Honour $TMPDIR. Correct the error message you get if you specify
both --old-format and --dbformat.
* NEWS: Explain these changes.
---
NEWS | 7 +++++++
locate/updatedb.sh | 33 ++++++++++++++++++++++++---------
2 files changed, 31 insertions(+), 9 deletions(-)
diff --git a/NEWS b/NEWS
index f72f021..8865b8e 100644
--- a/NEWS
+++ b/NEWS
@@ -2,6 +2,13 @@ GNU findutils NEWS - User visible changes. -*- outline
-*- (allout)
* Major changes in release 4.7.0-git, YYYY-MM-DD
+** Changes to locate / updatedb
+
+The updatedb script now operates in the C locale only. This means
+that character encoding issues are now not likely to cause sort to
+fail. It also honours the TMPDIR environment variable if that was
+set, and no longer sorts file names case-insensitively.
+
** Translations
Updated translations: Hungarian, Slovak, Dutch, German.
diff --git a/locate/updatedb.sh b/locate/updatedb.sh
index 9cb2811..3861915 100644
--- a/locate/updatedb.sh
+++ b/locate/updatedb.sh
@@ -31,6 +31,19 @@ There is NO WARRANTY, to the extent permitted by law.

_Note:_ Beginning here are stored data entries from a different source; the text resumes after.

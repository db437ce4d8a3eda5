//! Configuration loading, secrets, and component bootstrap.

pub mod bootstrap;
pub mod config;
pub mod secret;

pub use config::Config;
pub use secret::Secret;
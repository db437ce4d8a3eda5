use ollama_rs::Ollama;
use ollama_rs::generation::embeddings::request::{EmbeddingsInput, GenerateEmbeddingsRequest};

use crate::error::LlmError;
use crate::provider::EmbeddingProvider;

pub const DEFAULT_BASE_URL: &str = "http://localhost:11434";

/// Embeddings served by a local Ollama instance.
#[derive(Debug, Clone)]
pub struct OllamaEmbedder {
    client: Ollama,
    model: String,
}

impl OllamaEmbedder {
    #[must_use]
    pub fn new(base_url: &str, model: String) -> Self {
        let (host, port) = parse_host_port(base_url);
        Self {
            client: Ollama::new(host, port),
            model,
        }
    }
}

impl EmbeddingProvider for OllamaEmbedder {
    async fn embed(&self, text: &str) -> Result<Vec<f32>, LlmError> {
        let request =
            GenerateEmbeddingsRequest::new(self.model.clone(), EmbeddingsInput::from(text));

        let response = self
            .client
            .generate_embeddings(request)
            .await
            .map_err(|e| LlmError::Other(format!("Ollama embedding request failed: {e}")))?;

        response
            .embeddings
            .into_iter()
            .next()
            .ok_or(LlmError::EmptyResponse {
                provider: "ollama".into(),
            })
    }

    #[allow(clippy::unnecessary_literal_bound)]
    fn name(&self) -> &str {
        "ollama"
    }

    fn model(&self) -> &str {
        &self.model
    }
}

fn parse_host_port(url: &str) -> (String, u16) {
    let url = url.trim_end_matches('/');
    if let Some((host, port)) = url.rsplit_once(':')
        && let Ok(port) = port.parse::<u16>()
    {
        return (host.to_string(), port);
    }
    (url.to_string(), 11434)
}
//! Build runtime components from a loaded [`Config`].

use std::path::{Path, PathBuf};

use anyhow::Context;
use reposift_index::ChunkingOptions;
use reposift_index::windower::TiktokenCodec;
use reposift_llm::any::AnyEmbedder;
#[cfg(feature = "mock")]
use reposift_llm::mock::MockEmbedder;
use reposift_llm::ollama::{self, OllamaEmbedder};
use reposift_llm::openai::{self, OpenAiEmbedder};
use reposift_repo::github::GithubFetcher;

use crate::config::{Config, ProviderKind};

/// `--config` path from the environment, then `config/default.toml`.
#[must_use]
pub fn resolve_config_path(cli: Option<&Path>) -> PathBuf {
    if let Some(path) = cli {
        return path.to_path_buf();
    }
    if let Ok(path) = std::env::var("REPOSIFT_CONFIG") {
        return PathBuf::from(path);
    }
    PathBuf::from("config/default.toml")
}

/// Load the config at `path` and resolve secrets from the environment.
///
/// # Errors
///
/// Returns an error if the file cannot be parsed or fails validation.
pub fn load_config(path: &Path) -> anyhow::Result<Config> {
    let mut config = Config::load(path)?;
    config.resolve_secrets();
    tracing::debug!(
        path = %path.display(),
        provider = %config.embedding.provider,
        model = %config.embedding.model,
        "configuration loaded"
    );
    Ok(config)
}

/// # Errors
///
/// Returns an error when the hosted `OpenAI` endpoint is selected without an
/// API key.
pub fn create_embedder(config: &Config) -> anyhow::Result<AnyEmbedder> {
    let cfg = &config.embedding;
    match cfg.provider {
        ProviderKind::OpenAi => {
            let base_url = cfg
                .base_url
                .clone()
                .unwrap_or_else(|| openai::DEFAULT_BASE_URL.to_owned());
            let api_key = config
                .secrets
                .openai_api_key
                .as_ref()
                .map(|s| s.expose().to_owned());
            if api_key.is_none() && base_url.trim_end_matches('/') == openai::DEFAULT_BASE_URL {
                anyhow::bail!("REPOSIFT_OPENAI_API_KEY is required for the OpenAI embedding API");
            }
            let embedder = OpenAiEmbedder::new(api_key, base_url, cfg.model.clone())
                .with_max_retries(cfg.max_retries);
            Ok(AnyEmbedder::OpenAi(embedder))
        }
        ProviderKind::Ollama => {
            let base_url = cfg.base_url.as_deref().unwrap_or(ollama::DEFAULT_BASE_URL);
            Ok(AnyEmbedder::Ollama(OllamaEmbedder::new(
                base_url,
                cfg.model.clone(),
            )))
        }
        #[cfg(feature = "mock")]
        ProviderKind::Mock => Ok(AnyEmbedder::Mock(
            MockEmbedder::default().with_model(cfg.model.clone()),
        )),
    }
}

/// # Errors
///
/// Returns an error when tiktoken has no encoding for the configured model.
pub fn create_codec(config: &Config) -> anyhow::Result<TiktokenCodec> {
    let model = &config.chunking.tokenizer_model;
    TiktokenCodec::for_model(model).with_context(|| format!("failed to load tokenizer for {model}"))
}

#[must_use]
pub fn create_fetcher(config: &Config) -> GithubFetcher {
    let token = config
        .secrets
        .github_token
        .as_ref()
        .map(|s| s.expose().to_owned());
    if token.is_none() {
        tracing::debug!("no GitHub token configured, requests are unauthenticated");
    }
    GithubFetcher::new(token)
        .with_api_url(config.github.api_url.clone())
        .with_default_branch(config.github.default_branch.clone())
        .with_exclude(config.github.exclude.clone())
        .with_max_retries(config.github.max_retries)
}

#[must_use]
pub fn chunking_options(config: &Config) -> ChunkingOptions {
    config.chunking.options()
}

#[must_use]
pub fn index_dir(config: &Config, cli: Option<&Path>) -> PathBuf {
    cli.map_or_else(|| PathBuf::from(&config.index.path), Path::to_path_buf)
}

#[cfg(test)]
mod tests {
    use reposift_llm::EmbeddingProvider;

    use super::*;
    use crate::secret::Secret;

    #[test]
    fn openai_without_key_errors() {
        let config = Config::default();
        let err = create_embedder(&config).unwrap_err();
        assert!(err.to_string().contains("REPOSIFT_OPENAI_API_KEY"));
    }

    #[test]
    fn openai_with_key() {
        let mut config = Config::default();
        config.secrets.openai_api_key = Some(Secret::new("sk-test"));
        let embedder = create_embedder(&config).unwrap();
        assert!(matches!(embedder, AnyEmbedder::OpenAi(_)));
        assert_eq!(embedder.name(), "openai");
        assert_eq!(embedder.model(), "text-embedding-ada-002");
    }

    #[test]
    fn openai_compatible_gateway_needs_no_key() {
        let mut config = Config::default();
        config.embedding.base_url = Some("http://localhost:8080/v1".into());
        assert!(create_embedder(&config).is_ok());
    }

    #[test]
    fn ollama_embedder() {
        let mut config = Config::default();
        config.embedding.provider = ProviderKind::Ollama;
        config.embedding.model = "nomic-embed-text".into();
        let embedder = create_embedder(&config).unwrap();
        assert!(matches!(embedder, AnyEmbedder::Ollama(_)));
        assert_eq!(embedder.model(), "nomic-embed-text");
    }

    #[test]
    fn codec_for_default_model() {
        let codec = create_codec(&Config::default()).unwrap();
        assert_eq!(codec.model(), "gpt-3.5-turbo");
    }

    #[test]
    fn codec_for_unknown_model_errors() {
        let mut config = Config::default();
        config.chunking.tokenizer_model = "no-such-model".into();
        let err = create_codec(&config).unwrap_err();
        assert!(err.to_string().contains("no-such-model"));
    }

    #[test]
    fn fetcher_debug_hides_token() {
        let mut config = Config::default();
        config.secrets.github_token = Some(Secret::new("ghp_secret"));
        let fetcher = create_fetcher(&config);
        assert!(!format!("{fetcher:?}").contains("ghp_secret"));
    }

    #[test]
    fn cli_paths_take_precedence() {
        let config = Config::default();
        assert_eq!(index_dir(&config, None), PathBuf::from("faiss_index"));
        assert_eq!(
            index_dir(&config, Some(Path::new("/tmp/idx"))),
            PathBuf::from("/tmp/idx")
        );
        assert_eq!(
            resolve_config_path(Some(Path::new("custom.toml"))),
            PathBuf::from("custom.toml")
        );
    }
}
use chrono::Duration;

/// Text for the attempts counter under the login form
pub fn format_attempts_left(remaining: u32) -> String {
    format!("Attempts left: {}", remaining)
}

/// Show the last `width` characters of a field, padded to `width`.
/// Long input scrolls so the cursor end stays visible.
pub fn field_tail(value: &str, width: usize) -> String {
    let len = value.chars().count();
    let visible: String = value.chars().skip(len.saturating_sub(width)).collect();
    format!("{:<width$}", visible, width = width)
}

/// Mask a password for display, padded to `width`
pub fn mask_password(value: &str, width: usize) -> String {
    let masked = "*".repeat(value.chars().count().min(width));
    format!("{:<width$}", masked, width = width)
}

/// Format an elapsed time as a short "ago" string
pub fn format_elapsed(elapsed: Duration) -> String {
    let seconds = elapsed.num_seconds();
    if seconds < 60 {
        // Also covers clock skew
        "just now".to_string()
    } else if seconds < 3600 {
        format!("{}m ago", seconds / 60)
    } else if seconds < 86400 {
        format!("{}h ago", seconds / 3600)
    } else {
        format!("{}d ago", seconds / 86400)
    }
}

Written by Eric B. Decker, James Youngman, and Kevin Dalley.
'
+# File path names are not actually text, anyway (since there is no
+# mechanism to enforce any constraint that the basename of a
+# subdirectory has the same character encoding as the basename of its
+# parent). The practical effect is that, depending on the way a
+# oarticular system is configured and the content of its filesystem,
+# passing all the file names in the system through "sort" may generate
+# character encoding errors in text-based tools like "sort". To avoid
+# this, we set LC_ALL=C. This will, presumably, not work perfectly on
+# systems where LC_ALL is not the way to do locale configuration or
+# some other seting can override this.
+LC_ALL=C
+export LC_ALL
+
usage="\
Usage: $0 [--findoptions='-option1 -option2...']
@@ -75,7 +88,7 @@ done
case "${dbformat:+yes}_${old}" in
yes_yes)
- echo "The --dbformat and --old cannot both be specified." >&2
+ echo "The --dbformat and --old-format cannot both be specified." >&2
exit 1
;;
*)
@@ -186,12 +199,14 @@ test -z "$PRUNEREGEX" &&
: address@hidden@}
# Directory to hold intermediate files.
-if test -d /var/tmp; then
- : ${TMPDIR=/var/tmp}
-elif test -d /usr/tmp; then
- : ${TMPDIR=/usr/tmp}
-else
- : ${TMPDIR=/tmp}
+if test -z "$TMPDIR"; then
+ if test -d /var/tmp; then
+ : ${TMPDIR=/var/tmp}
+ elif test -d /usr/tmp; then
+ : ${TMPDIR=/usr/tmp}
+ else
+ : ${TMPDIR=/tmp}
+ fi
fi
export TMPDIR
@@ -320,7 +335,7 @@ if [ "$myuid" = 0 ]; then
exit $?
fi
fi
-} | $sort -f | $frcode $frcode_options > $LOCATE_DB.n
+} | $sort | $frcode $frcode_options > $LOCATE_DB.n
then
: OK so far
true
@@ -387,7 +402,7 @@ if test -n "$NETPATHS"; then
exit $?
fi
fi
-} | tr / '\001' | $sort -f | tr '\001' / > "$filelist"
+} | tr / '\001' | $sort | tr '\001' / > "$filelist"
# Compute the (at most 128) most common bigrams in the file list.
$bigram $bigram_opts < $filelist | sort | uniq -c | sort -nr |
--
2.1.4